INSTRUCTIONS FOR THE TASK ->
The data below has to be returned exactly, down to the last character.

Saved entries
=-=-=-=-=
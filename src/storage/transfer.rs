use tracing::{debug, info, instrument, warn};

use crate::domain::{CreateTransferParams, TransferResult, TransferStage};

use super::{
    AddAccountBalanceParams, CreateEntryParams, LedgerStore, Store, StoreError, TxContext,
};

/// Move `params.amount` from one account to another using `ledger`.
///
/// Writes the transfer record, a debit entry for the source, a credit entry for
/// the destination, then applies both balance changes lower account id first.
/// The caller owns the transaction: any error must abort it, since earlier
/// steps may already have written rows.
pub async fn execute_transfer<L>(
    ledger: &mut L,
    params: CreateTransferParams,
) -> Result<TransferResult, StoreError>
where
    L: LedgerStore + ?Sized,
{
    let mut stage = TransferStage::Started;
    let abort = |stage: TransferStage, err: &StoreError| {
        warn!(stage = %stage, error = %err, "transfer aborted");
    };

    params.validate().map_err(StoreError::from).inspect_err(|e| abort(stage, e))?;

    let transfer = ledger
        .create_transfer(params)
        .await
        .inspect_err(|e| abort(stage, e))?;
    stage = TransferStage::TransferRecorded;
    debug!(transfer_id = transfer.id, stage = %stage);

    let from_entry = ledger
        .create_entry(CreateEntryParams {
            account_id: params.from_account_id,
            amount: -params.amount,
        })
        .await
        .inspect_err(|e| abort(stage, e))?;
    let to_entry = ledger
        .create_entry(CreateEntryParams {
            account_id: params.to_account_id,
            amount: params.amount,
        })
        .await
        .inspect_err(|e| abort(stage, e))?;
    stage = TransferStage::EntriesRecorded;
    debug!(transfer_id = transfer.id, stage = %stage);

    // Lower id first, never by direction. Reordering these two calls lets
    // opposite transfers between the same accounts deadlock.
    let [first, second] = params.balance_updates();
    let first_account = ledger
        .add_account_balance(AddAccountBalanceParams {
            id: first.account_id,
            amount: first.amount,
        })
        .await
        .inspect_err(|e| abort(stage, e))?;
    let second_account = ledger
        .add_account_balance(AddAccountBalanceParams {
            id: second.account_id,
            amount: second.amount,
        })
        .await
        .inspect_err(|e| abort(stage, e))?;
    stage = TransferStage::BalancesUpdated;
    debug!(transfer_id = transfer.id, stage = %stage);

    let (from_account, to_account) = if first.account_id == params.from_account_id {
        (first_account, second_account)
    } else {
        (second_account, first_account)
    };

    Ok(TransferResult {
        transfer,
        from_account,
        to_account,
        from_entry,
        to_entry,
    })
}

impl Store {
    /// Perform one money transfer inside its own transaction.
    ///
    /// Either every row of the transfer is committed or none is.
    #[instrument(
        skip_all,
        fields(
            from = params.from_account_id,
            to = params.to_account_id,
            amount = params.amount
        )
    )]
    pub async fn transfer_tx(
        &self,
        ctx: &TxContext,
        params: CreateTransferParams,
    ) -> Result<TransferResult, StoreError> {
        let result = self
            .exec_tx(ctx, move |q| {
                Box::pin(async move { execute_transfer(q, params).await })
            })
            .await;

        match &result {
            Ok(done) => info!(
                transfer_id = done.transfer.id,
                stage = %TransferStage::Committed,
                "transfer committed"
            ),
            Err(err) => warn!(
                stage = %TransferStage::Aborted,
                error = %err,
                retryable = err.is_retryable(),
                "transfer failed"
            ),
        }

        result
    }
}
=-=-=-=-=
SOLUTION TO THIS TASK ->
filename src/storage/transfer.rs
use tracing::{debug, info, instrument, warn};

use crate::domain::{CreateTransferParams, TransferResult, TransferStage};

use super::{
    AddAccountBalanceParams, CreateEntryParams, LedgerStore, Store, StoreError, TxContext,
};

/// Move `params.amount` from one account to another using `ledger`.
///
/// Writes the transfer record, a debit entry for the source, a credit entry for
/// the destination, then applies both balance changes lower account id first.
/// The caller owns the transaction: any error must abort it, since earlier
/// steps may already have written rows.
pub async fn execute_transfer<L>(
    ledger: &mut L,
    params: CreateTransferParams,
) -> Result<TransferResult, StoreError>
where
    L: LedgerStore + ?Sized,
{
    let mut stage = TransferStage::Started;
    let abort = |stage: TransferStage, err: &StoreError| {
        warn!(stage = %stage, error = %err, "transfer aborted");
    };

    params.validate().map_err(StoreError::from).inspect_err(|e| abort(stage, e))?;

    let transfer = ledger
        .create_transfer(params)
        .await
        .inspect_err(|e| abort(stage, e))?;
    stage = TransferStage::TransferRecorded;
    debug!(transfer_id = transfer.id, stage = %stage);

    let from_entry = ledger
        .create_entry(CreateEntryParams {
            account_id: params.from_account_id,
            amount: -params.amount,
        })
        .await
        .inspect_err(|e| abort(stage, e))?;
    let to_entry = ledger
        .create_entry(CreateEntryParams {
            account_id: params.to_account_id,
            amount: params.amount,
        })
        .await
        .inspect_err(|e| abort(stage, e))?;
    stage = TransferStage::EntriesRecorded;
    debug!(transfer_id = transfer.id, stage = %stage);

    // Lower id first, never by direction. Reordering these two calls lets
    // opposite transfers between the same accounts deadlock.
    let [first, second] = params.balance_updates();
    let first_account = ledger
        .add_account_balance(AddAccountBalanceParams {
            id: first.account_id,
            amount: first.amount,
        })
        .await
        .inspect_err(|e| abort(stage, e))?;
    let second_account = ledger
        .add_account_balance(AddAccountBalanceParams {
            id: second.account_id,
            amount: second.amount,
        })
        .await
        .inspect_err(|e| abort(stage, e))?;
    stage = TransferStage::BalancesUpdated;
    debug!(transfer_id = transfer.id, stage = %stage);

    let (from_account, to_account) = if first.account_id == params.from_account_id {
        (first_account, second_account)
    } else {
        (second_account, first_account)
    };

    Ok(TransferResult {
        transfer,
        from_account,
        to_account,
        from_entry,
        to_entry,
    })
}

impl Store {
    /// Perform one money transfer inside its own transaction.
    ///
    /// Either every row of the transfer is committed or none is.
    #[instrument(
        skip_all,
        fields(
            from = params.from_account_id,
            to = params.to_account_id,
            amount = params.amount
        )
    )]
    pub async fn transfer_tx(
        &self,
        ctx: &TxContext,
        params: CreateTransferParams,
    ) -> Result<TransferResult, StoreError> {
        let result = self
            .exec_tx(ctx, move |q| {
                Box::pin(async move { execute_transfer(q, params).await })
            })
            .await;

        match &result {
            Ok(done) => info!(
                transfer_id = done.transfer.id,
                stage = %TransferStage::Committed,
                "transfer committed"
            ),
            Err(err) => warn!(
                stage = %TransferStage::Aborted,
                error = %err,
                retryable = err.is_retryable(),
                "transfer failed"
            ),
        }

        result
    }
}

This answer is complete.